The raids on Monday came as the country’s Legislative Assembly considered a bill that would require any groups or individuals who receive funding from abroad to register with the Interior Ministry as foreign agents, a condition that critics say could severely limit the work of journalists and civil society.

In a statement, the attorney general’s office said the raids had been carried out as part of an investigation launched by the Assembly into “a series of abnormalities that may have arisen in the process of adjudication, execution and monitoring of funds from the Salvadoran state.” A spokesman for the president’s office did not immediately respond to requests for comment.

The raids are the latest example of President Nayib Bukele’s assault on democratic norms and institutions, critics say, with the charismatic young leader increasingly using his party’s control of the Assembly to chip away at judicial independence and undermine opposition.

“Things are moving very quickly in the direction that is very familiar to people who have studied democratic backsliding,” said Javier Corrales, a professor of political science at Amherst College and an expert on Latin America.

Mr. Bukele, he said, “has been able to check off so many of the boxes that make this process now hard to slow down or contain.”

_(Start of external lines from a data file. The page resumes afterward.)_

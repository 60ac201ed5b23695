// HTTP request handlers for the prediction market ledger

use axum::{
    extract::{Path, Query, State},
    http::StatusCode,
    response::Json,
    routing::{get, post},
    Router,
};
use serde_json::{json, Value};
use std::collections::BTreeMap;
use tower_http::cors::{Any, CorsLayer};
use tower_http::trace::TraceLayer;
use tracing::error;

use crate::app_state::SharedState;
use crate::error::MarketError;
use crate::market_resolve::lifecycle::{MarketFilter, MarketQuote, OptionPosition, VoteOutcome};
use crate::market_resolve::markets::{Bet, Market, MarketStatus, UserId};
use crate::market_resolve::settlement::{RefundReport, ResolutionReport};
use crate::models::*;

pub type ApiError = (StatusCode, Json<Value>);
pub type ApiResult<T> = Result<Json<T>, ApiError>;

/// Map a lifecycle error onto a status code and a JSON error body.
pub fn api_error(err: MarketError) -> ApiError {
    let (status, kind) = match &err {
        MarketError::Validation(_) => (StatusCode::BAD_REQUEST, "validation"),
        MarketError::NotFound(_) => (StatusCode::NOT_FOUND, "not_found"),
        MarketError::InsufficientLiquidity { .. } => (StatusCode::UNPROCESSABLE_ENTITY, "insufficient_liquidity"),
        MarketError::InsufficientBalance { .. } => (StatusCode::PAYMENT_REQUIRED, "insufficient_balance"),
        MarketError::MarketState { .. } => (StatusCode::CONFLICT, "market_state"),
        MarketError::VoteThreshold { .. } => (StatusCode::CONFLICT, "vote_threshold"),
        MarketError::NoWinningStake { .. } => (StatusCode::UNPROCESSABLE_ENTITY, "no_winning_stake"),
        MarketError::Persistence(_) => (StatusCode::INTERNAL_SERVER_ERROR, "persistence"),
        MarketError::ExternalService(_) => (StatusCode::BAD_GATEWAY, "external_service"),
    };
    if !err.is_recoverable() {
        error!(error = %err, "request failed");
    }
    (
        status,
        Json(json!({
            "success": false,
            "kind": kind,
            "error": err.to_string(),
        })),
    )
}

pub fn router(state: SharedState) -> Router {
    Router::new()
        // Health
        .route("/", get(health_check))
        .route("/health", get(health_check))
        // Markets
        .route("/markets", get(list_markets).post(create_market))
        .route("/categories", get(list_categories))
        .route("/markets/:id", get(get_market))
        .route("/markets/:id/quote", get(get_quote))
        .route("/markets/:id/bets", get(get_bets).post(place_bet))
        .route("/markets/:id/options/:option/positions", get(get_option_positions))
        .route("/markets/:id/end", post(end_market))
        .route("/markets/:id/votes", get(get_votes).post(cast_vote))
        .route("/markets/:id/resolve", post(resolve_market))
        .route("/markets/:id/refund", post(refund_market))
        .route("/markets/:id/resolution", get(get_resolution))
        // Balances
        .route("/balance/:user_id", get(get_balance))
        .layer(TraceLayer::new_for_http())
        .layer(
            CorsLayer::new()
                .allow_origin(Any)
                .allow_methods(Any)
                .allow_headers(Any),
        )
        .with_state(state)
}

// ===== HEALTH =====

pub async fn health_check(State(state): State<SharedState>) -> Json<Value> {
    Json(json!({
        "status": "ok",
        "service": "prediction-market-ledger",
        "version": env!("CARGO_PKG_VERSION"),
        "started_at": state.started_at,
    }))
}

// ===== MARKETS =====

pub async fn create_market(
    State(state): State<SharedState>,
    Json(request): Json<CreateMarketRequest>,
) -> Result<(StatusCode, Json<Market>), ApiError> {
    let new_market = request.into_new_market().map_err(api_error)?;
    let market = state.markets.create_market(new_market).map_err(api_error)?;
    Ok((StatusCode::CREATED, Json(market)))
}

fn parse_status(status: Option<&str>) -> Result<Option<MarketStatus>, ApiError> {
    status.map(str::parse::<MarketStatus>).transpose().map_err(api_error)
}

pub async fn list_markets(
    State(state): State<SharedState>,
    Query(query): Query<MarketsQuery>,
) -> ApiResult<Vec<Market>> {
    let filter = MarketFilter {
        guild_id: query.guild_id,
        status: parse_status(query.status.as_deref())?,
        category: query.category.filter(|c| !c.trim().is_empty()),
    };
    state.markets.find_markets(&filter).map(Json).map_err(api_error)
}

pub async fn list_categories(
    State(state): State<SharedState>,
    Query(query): Query<CategoriesQuery>,
) -> ApiResult<Vec<String>> {
    let status = parse_status(query.status.as_deref())?;
    state.markets.categories(query.guild_id, status).map(Json).map_err(api_error)
}

pub async fn get_market(
    State(state): State<SharedState>,
    Path(id): Path<String>,
) -> ApiResult<MarketDetail> {
    let market = state.markets.market(&id).map_err(api_error)?;
    let votes = state.markets.get_vote_counts(&id).map_err(api_error)?;
    Ok(Json(MarketDetail::new(market, votes)))
}

pub async fn get_quote(
    State(state): State<SharedState>,
    Path(id): Path<String>,
    Query(query): Query<QuoteQuery>,
) -> ApiResult<MarketQuote> {
    let points = query.points.unwrap_or(DEFAULT_QUOTE_POINTS);
    state.markets.quote(&id, points).map(Json).map_err(api_error)
}

pub async fn end_market(
    State(state): State<SharedState>,
    Path(id): Path<String>,
) -> ApiResult<Market> {
    state.markets.end_market(&id).await.map(Json).map_err(api_error)
}

// ===== BETS =====

pub async fn place_bet(
    State(state): State<SharedState>,
    Path(id): Path<String>,
    Json(request): Json<PlaceBetRequest>,
) -> Result<(StatusCode, Json<Bet>), ApiError> {
    let bet = state
        .markets
        .place_bet(&id, request.user_id, &request.option, request.amount)
        .await
        .map_err(api_error)?;
    Ok((StatusCode::CREATED, Json(bet)))
}

pub async fn get_bets(
    State(state): State<SharedState>,
    Path(id): Path<String>,
    Query(query): Query<BetsQuery>,
) -> ApiResult<Vec<Bet>> {
    match query.user_id {
        Some(user_id) => state.markets.bets_for_user(&id, user_id),
        None => state.markets.bets(&id),
    }
    .map(Json)
    .map_err(api_error)
}

pub async fn get_option_positions(
    State(state): State<SharedState>,
    Path((id, option)): Path<(String, String)>,
) -> ApiResult<Vec<OptionPosition>> {
    state.markets.option_positions(&id, &option).map(Json).map_err(api_error)
}

// ===== VOTING & SETTLEMENT =====

pub async fn cast_vote(
    State(state): State<SharedState>,
    Path(id): Path<String>,
    Json(request): Json<VoteRequest>,
) -> ApiResult<VoteOutcome> {
    state
        .markets
        .cast_vote(&id, request.user_id, &request.option)
        .await
        .map(Json)
        .map_err(api_error)
}

pub async fn get_votes(
    State(state): State<SharedState>,
    Path(id): Path<String>,
) -> ApiResult<BTreeMap<String, usize>> {
    state.markets.get_vote_counts(&id).map(Json).map_err(api_error)
}

pub async fn resolve_market(
    State(state): State<SharedState>,
    Path(id): Path<String>,
    Json(request): Json<ResolveRequest>,
) -> ApiResult<ResolutionReport> {
    state
        .markets
        .resolve(&id, &request.option, request.resolved_by)
        .await
        .map(Json)
        .map_err(api_error)
}

pub async fn refund_market(
    State(state): State<SharedState>,
    Path(id): Path<String>,
) -> ApiResult<RefundReport> {
    state.markets.refund(&id).await.map(Json).map_err(api_error)
}

pub async fn get_resolution(
    State(state): State<SharedState>,
    Path(id): Path<String>,
) -> ApiResult<ResolutionDetail> {
    let resolution = state.markets.resolution(&id).map_err(api_error)?;
    let payouts = state.markets.payouts(&id).map_err(api_error)?;
    Ok(Json(ResolutionDetail { resolution, payouts }))
}

// ===== BALANCES =====

pub async fn get_balance(
    State(state): State<SharedState>,
    Path(user_id): Path<UserId>,
) -> ApiResult<BalanceResponse> {
    let balance = state.markets.balance(user_id).await.map_err(api_error)?;
    Ok(Json(BalanceResponse { user_id, balance }))
}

Among the groups that were raided was one that works on literary programs for women, Las Melidas. Its founder, Nery Diaz, said the government’s actions signal “a desire to criminalize social organizations.”

Mr. Bukele soared to power in 2019, elected president at age 38 as the candidate of a new party of his creation that promised a break from “obsolete ideologies.” He has billed himself as an enterprising reformer, a millennial president taking on the establishment.

In September, El Salvador became the first country in the world to adopt the cryptocurrency Bitcoin as legal tender, despite warnings from economists over its volatility. And on Saturday, Mr. Bukele announced the creation of the world’s first “Bitcoin city,” taking the stage at a Bitcoin conference amid a shower of fireworks and smoke, loud rock music blaring in the background.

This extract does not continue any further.